Sandra Newman’s “The Heavens” begins like a quaint modern love story about two individuals named Kate and Ben who meet at a “rich girl’s party” in New York City in the year 2000, but it steadily turns into a highly innovative and entertaining meditation on time, psychology, memory, reality, ambition and destiny. When Kate goes to sleep she finds her mind has melded with that of Emilia Lanier, the Elizabethan-era poet, member of the minor gentry and the person some scholars speculate to be the “Dark Lady” referenced in Shakespeare’s more “bawdy” sequence of sonnets. And when Kate wakes again she finds the world around her has changed in small and large ways. She becomes convinced she must manipulate history to try to save the world and change the present for the better – even though she runs the risk of making things worse. This is such a surprising and playful tale as well as being one which asks us to seriously question our relationship to history. It’s also a totally original and beguiling time travel fantasy.

The only other book I’ve read by Newman is her previous novel “The Country of Ice Cream Star” which imagines a post-apocalyptic future run by warring tribes of children. The author seems especially adept at creatively considering how our society might radically morph due to cataclysmic events. It’s also notable how Newman consistently includes a diverse cast of characters in leading roles - from her previous novel led mainly by African American and Latino characters to this new novel where the heritage of her protagonists are mixtures of Bengali, Jewish, Hungarian, Turkish and Persian. Other than simply representing the full breadth of society, this inclusion of a range of ethnicities and nationalities deepen our consideration of how notions of history are often highly politicised. Newman’s heroines also challenge our ideas about the roles women play in shaping the past, present and future.

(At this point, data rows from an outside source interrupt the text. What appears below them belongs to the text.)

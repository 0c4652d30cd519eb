//! Form-response history export.
//!
//! | Col | Field      | Used for                 |
//! |-----|------------|--------------------------|
//! | A   | timestamp  | `RawEventRecord.timestamp` |
//! | B   | name       | display only             |
//! | C   | brand      | display only             |
//! | D   | type       | display only             |
//! | E   | serial     | `equipment_id`           |
//! | F   | action     | `action`                 |
//! | G   | technician | `actor`                  |
//! | H   | location   | `location`               |
//! | I   | notes      | ignored                  |
//!
//! Each record gets the event id `row-<n>` with `n` its sheet row number, so
//! issues can be traced back to the form response. Missing trailing cells
//! read as empty. A blank row between responses is kept (it reconciles as an
//! invalid identifier); blank rows after the last response are dropped.

use std::path::Path;

use eqt_normalize::RawEventRecord;
use tracing::debug;

use crate::error::{io_error, StoreError};
use crate::sheet_row_number;

pub const HISTORY_COLUMNS: [&str; 9] = [
    "timestamp",
    "name",
    "brand",
    "type",
    "serial",
    "action",
    "technician",
    "location",
    "notes",
];

const COL_TIMESTAMP: usize = 0;
const COL_SERIAL: usize = 4;
const COL_ACTION: usize = 5;
const COL_TECHNICIAN: usize = 6;
const COL_LOCATION: usize = 7;

pub fn read_history_file(path: &Path) -> Result<Vec<RawEventRecord>, StoreError> {
    let src = std::fs::read_to_string(path).map_err(|e| io_error(path, e))?;
    read_history_str(&src)
}

/// Parse a history export. The first line is the header and is not checked
/// by name; columns are positional.
pub fn read_history_str(src: &str) -> Result<Vec<RawEventRecord>, StoreError> {
    let mut rdr = csv::ReaderBuilder::new()
        .has_headers(true)
        .flexible(true)
        .from_reader(src.as_bytes());

    let mut out = Vec::new();
    // Sheet exports pad the range with blank rows; those past the last
    // response are not history. Interior blank rows are kept.
    let mut last_filled = 0;
    for (index, record) in rdr.records().enumerate() {
        let record = record?;
        if !record.iter().all(|cell| cell.trim().is_empty()) {
            last_filled = index + 1;
        }
        let cell = |i: usize| record.get(i).unwrap_or("").to_string();

        out.push(
            RawEventRecord::new(
                cell(COL_TIMESTAMP),
                cell(COL_SERIAL),
                cell(COL_ACTION),
                cell(COL_TECHNICIAN),
                cell(COL_LOCATION),
            )
            .with_event_id(format!("row-{}", sheet_row_number(index))),
        );
    }

    out.truncate(last_filled);

    debug!(records = out.len(), "history export read");
    Ok(out)
}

One of the most pleasurable things about “The Heavens” is the way Newman playfully undermines Shakespeare’s stature as the most revered figure in Western literature. She’s spoken in an interview about how she purposefully wrote this as a “disrespectful version” of Shakespeare and when he first appears in the novel he’s referred to as “Sad Will”. This isn’t to say Newman doesn’t admire Shakespeare’s plays and poetry, but it’s both challenging and refreshing to think about a version of reality where Shakespeare might have only been a footnote of history and considered a minor poet. Indeed there were probably many writers – especially female poets such as Emilia Lanier who is credited as being the first Englishwoman to assert herself as a professional poet – whose creative writing didn’t fully survive through the ages because of chance or the happenstance of not being lauded in the way Shakespeare’s work has been throughout the centuries.

In this way the innovative plot of this novel raises compelling questions about the nature of ambition. What are we willing to sacrifice for the sake of our own legacy or for the betterment of society? And what does the betterment of society even mean? One of the most fascinating characters of the novel is Sabine, the “rich girl” who throws the party at the novel’s beginning. She has a high level of insecurity in the way she gossips and manipulatively speaks about other characters. But she also has good-hearted (if questionable) munificent tendencies in how she instigates charitable causes whether it’s housing a huge variety of wayward individuals or attempting to foster a more harmonious society by purchasing an entire impoverished town. These strands of the story seem to be questioning how adept capitalism is at “solving” some of the most pressing dilemmas at the heart of our civilization.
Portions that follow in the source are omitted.